Just because you run 4-wire cable does not mean you have to install the much more expensive 4-wire outlets; those can be retrofitted when needed.
Side remark: What everyone calls neutral (on a 120/240V circuit), the electrical code calls the grounded conductor. What everyone calls ground, the electrical code calls the grounding conductur. The difference is small, but crucial.

If you don't want to do it twice, then run 10/3 (with ground!) now. Even better, in a few places where you might want to add high-powered tools (such as a 5HP table saw), run 8-3 instead; the cost is only a little higher. Ideally, you should run conduit (3/4" EMT is better, as it is easier to pull #10 and #8 wires through it); but installing conduit in an existing stud wall is a big pain, and flexible conduit is really hard to pull through. While you are at it, terminate all 240V cables in extra-deep metal 2-gang boxes (not plastic), with mud rings. Then you can later replace the single-gang mud ring with a 2-gang mud ring, and install larger outlets: trying to squeeze a 50A 4-wire 240V outlet into a single-gang box is either impossible or very hard, and certainly violates code.

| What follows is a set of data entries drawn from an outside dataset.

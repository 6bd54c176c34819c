//! Account Store
//!
//! Durable account balances keyed by account number. The store owns the only
//! shared mutable state in the system; balances change exclusively through
//! `debit`/`credit`, and both must serialize per account number so the
//! check-then-write sequence never observes a stale balance.

use async_trait::async_trait;
use thiserror::Error;

use crate::money::Money;

pub mod db;
pub mod memory;

pub use db::PgAccountStore;
pub use memory::MemoryAccountStore;

/// A customer account holding a single-currency balance
#[derive(Debug, Clone)]
pub struct Account {
    /// Unique, immutable identity
    pub account_number: String,
    pub holder: String,
    /// Bank holding this account
    pub bank_code: String,
    /// Invariant: never negative between operations
    pub balance: Money,
}

/// Account store failures
#[derive(Debug, Error, Clone)]
pub enum AccountError {
    #[error("account not found: {0}")]
    NotFound(String),

    #[error("insufficient funds in account {0}")]
    InsufficientFunds(String),

    #[error("currency mismatch for account {0}")]
    CurrencyMismatch(String),

    #[error("account storage error: {0}")]
    Storage(String),
}

impl From<sqlx::Error> for AccountError {
    fn from(e: sqlx::Error) -> Self {
        AccountError::Storage(e.to_string())
    }
}

/// Durable account balance operations
///
/// `debit` and `credit` on the same account number must be atomic relative
/// to each other; concurrent operations on different accounts proceed
/// independently (no global lock).
#[async_trait]
pub trait AccountStore: Send + Sync {
    /// Fetch an account by number
    async fn get(&self, account_number: &str) -> Result<Account, AccountError>;

    /// Atomically check sufficiency and reduce the balance; returns the
    /// updated account
    async fn debit(&self, account_number: &str, amount: &Money) -> Result<Account, AccountError>;

    /// Atomically increase the balance; returns the updated account
    async fn credit(&self, account_number: &str, amount: &Money) -> Result<Account, AccountError>;
}
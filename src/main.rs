//! FundFlow service entry point
//!
//! Loads config for the selected environment, wires the account, payee,
//! and ledger stores (PostgreSQL when `postgres_url` is set, in-memory
//! otherwise), and serves the HTTP gateway.

use std::sync::Arc;

use tokio::net::TcpListener;

use fundflow::account::{AccountStore, MemoryAccountStore, PgAccountStore};
use fundflow::config::AppConfig;
use fundflow::db::Database;
use fundflow::gateway::{build_router, state::AppState};
use fundflow::ledger::{MemoryLedger, PgTransactionLedger, TransactionLedger};
use fundflow::payee::{MemoryPayeeRegistry, PayeeRegistry, PgPayeeRegistry};
use fundflow::seed;
use fundflow::transfer::{LoggingSettlementGateway, TransferEngine};

fn get_env() -> String {
    let args: Vec<String> = std::env::args().collect();
    for i in 0..args.len() {
        if (args[i] == "--env" || args[i] == "-e") && i + 1 < args.len() {
            return args[i + 1].clone();
        }
    }
    "dev".to_string()
}

fn get_port_override() -> Option<u16> {
    let args: Vec<String> = std::env::args().collect();
    for i in 0..args.len() {
        if args[i] == "--port" && i + 1 < args.len() {
            return args[i + 1].parse().ok();
        }
    }
    None
}

struct Stores {
    accounts: Arc<dyn AccountStore>,
    payees: Arc<dyn PayeeRegistry>,
    ledger: Arc<dyn TransactionLedger>,
    db: Option<Arc<Database>>,
}

async fn build_stores(config: &AppConfig) -> anyhow::Result<Stores> {
    if let Some(ref url) = config.postgres_url {
        let db = Arc::new(Database::connect(url).await?);
        db.init_schema().await?;
        tracing::info!("using PostgreSQL-backed stores");
        return Ok(Stores {
            accounts: Arc::new(PgAccountStore::new(db.pool().clone())),
            payees: Arc::new(PgPayeeRegistry::new(db.pool().clone())),
            ledger: Arc::new(PgTransactionLedger::new(db.pool().clone())),
            db: Some(db),
        });
    }

    let accounts = Arc::new(MemoryAccountStore::new());
    let payees = Arc::new(MemoryPayeeRegistry::new());
    if config.seed_demo_data {
        seed::seed_demo_data(&accounts, &payees);
    }
    tracing::info!("using in-memory stores");
    Ok(Stores {
        accounts,
        payees,
        ledger: Arc::new(MemoryLedger::new()),
        db: None,
    })
}

#[tokio::main]
async fn main() -> anyhow::Result<()> {
    let env = get_env();
    let config = AppConfig::load(&env)?;
    let _log_guard = fundflow::logging::init_logging(&config);

    tracing::info!(
        bank = %config.bank.name,
        bank_code = %config.bank.code,
        "starting FundFlow in {} mode",
        env
    );

    let stores = build_stores(&config).await?;

    let engine = Arc::new(TransferEngine::new(
        stores.accounts,
        stores.payees,
        stores.ledger,
        Arc::new(LoggingSettlementGateway::new()),
        config.bank.code.clone(),
    ));

    let state = Arc::new(AppState::new(engine, stores.db));
    let router = build_router(state);

    let port = get_port_override().unwrap_or(config.gateway.port);
    let addr = format!("{}:{}", config.gateway.host, port);
    let listener = TcpListener::bind(&addr).await?;
    tracing::info!("gateway listening on {}", addr);

    axum::serve(listener, router).await?;
    Ok(())
}
use std::sync::Arc;

use crate::db::Database;
use crate::transfer::TransferEngine;

/// Shared gateway state
#[derive(Clone)]
pub struct AppState {
    pub engine: Arc<TransferEngine>,
    /// Present only when backed by PostgreSQL; used by health checks
    pub db: Option<Arc<Database>>,
}

impl AppState {
    pub fn new(engine: Arc<TransferEngine>, db: Option<Arc<Database>>) -> Self {
        Self { engine, db }
    }
}
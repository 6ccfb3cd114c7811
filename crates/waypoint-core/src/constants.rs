//! Shared constants for the image ingestion pipeline.

/// Key prefix for re-hosted external images.
pub const CACHED_EXTERNAL_PREFIX: &str = "cached/external/";

/// Path marker identifying a URL that already points at re-hosted content.
pub const CACHED_EXTERNAL_MARKER: &str = "/cached/external/";

/// Default upper bound for a fetched image (8 MiB).
pub const DEFAULT_IMAGE_MAX_BYTES: usize = 8 * 1024 * 1024;

/// Default upper bound for a fetched HTML page used for link previews.
pub const DEFAULT_LINK_PREVIEW_MAX_BYTES: usize = 2 * 1024 * 1024;

pub const DEFAULT_FETCH_TIMEOUT_SECS: u64 = 15;

/// Redirect hops followed by the fetcher before giving up.
pub const MAX_REDIRECTS: usize = 5;

pub const BACKFILL_DEFAULT_LIMIT: i64 = 20;
pub const BACKFILL_MAX_LIMIT: i64 = 50;

/// Maximum number of per-item errors reported by one backfill page.
pub const BACKFILL_MAX_ERRORS: usize = 50;

/// Cache-Control stored alongside re-hosted objects.
pub const STORED_OBJECT_CACHE_CONTROL: &str = "public, max-age=31536000, immutable";

pub const IMAGE_PROXY_CACHE_CONTROL: &str = "public, max-age=86400, s-maxage=31536000, immutable";

pub const CACHE_IMAGE_CACHE_CONTROL: &str = "public, max-age=86400, s-maxage=604800";

pub const LINK_PREVIEW_CACHE_CONTROL: &str = "public, max-age=3600, s-maxage=86400";

pub const NO_STORE: &str = "no-store";

/// Browser-like User-Agent sent on outbound fetches. Some hosts refuse
/// requests without one.
pub const BROWSER_USER_AGENT: &str = "Mozilla/5.0 (Macintosh; Intel Mac OS X 10_15_7) AppleWebKit/537.36 (KHTML, like Gecko) Chrome/124.0.0.0 Safari/537.36";

pub const IMAGE_ACCEPT: &str = "image/avif,image/webp,image/apng,image/*,*/*;q=0.8";

pub const HTML_ACCEPT: &str = "text/html,application/xhtml+xml;q=0.9,*/*;q=0.8";

pub const ACCEPT_LANGUAGE: &str = "en-US,en;q=0.9";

If you mean by this that you can use 10/2 with ground wire, and then at the device end use the ground as both a neutral and a ground, you are absolutely wrong. Yes, they may be connected at the breaker box, but by no means on all breaker boxes (read the electrical code, in many cases they have to be isolated from each other). Deliberately running current through the safety grounding wire is extremely dangerous, bordering on suicidal. Extremely bad advice.
While we are at it: I would recommend GFCIs for everything in a shop, in particular if the shop has a concrete floor, is in a basement, or has any risk of getting wet. 2-pole 220V GFCI breakers for the electrical panel are inexpensive and easy to find.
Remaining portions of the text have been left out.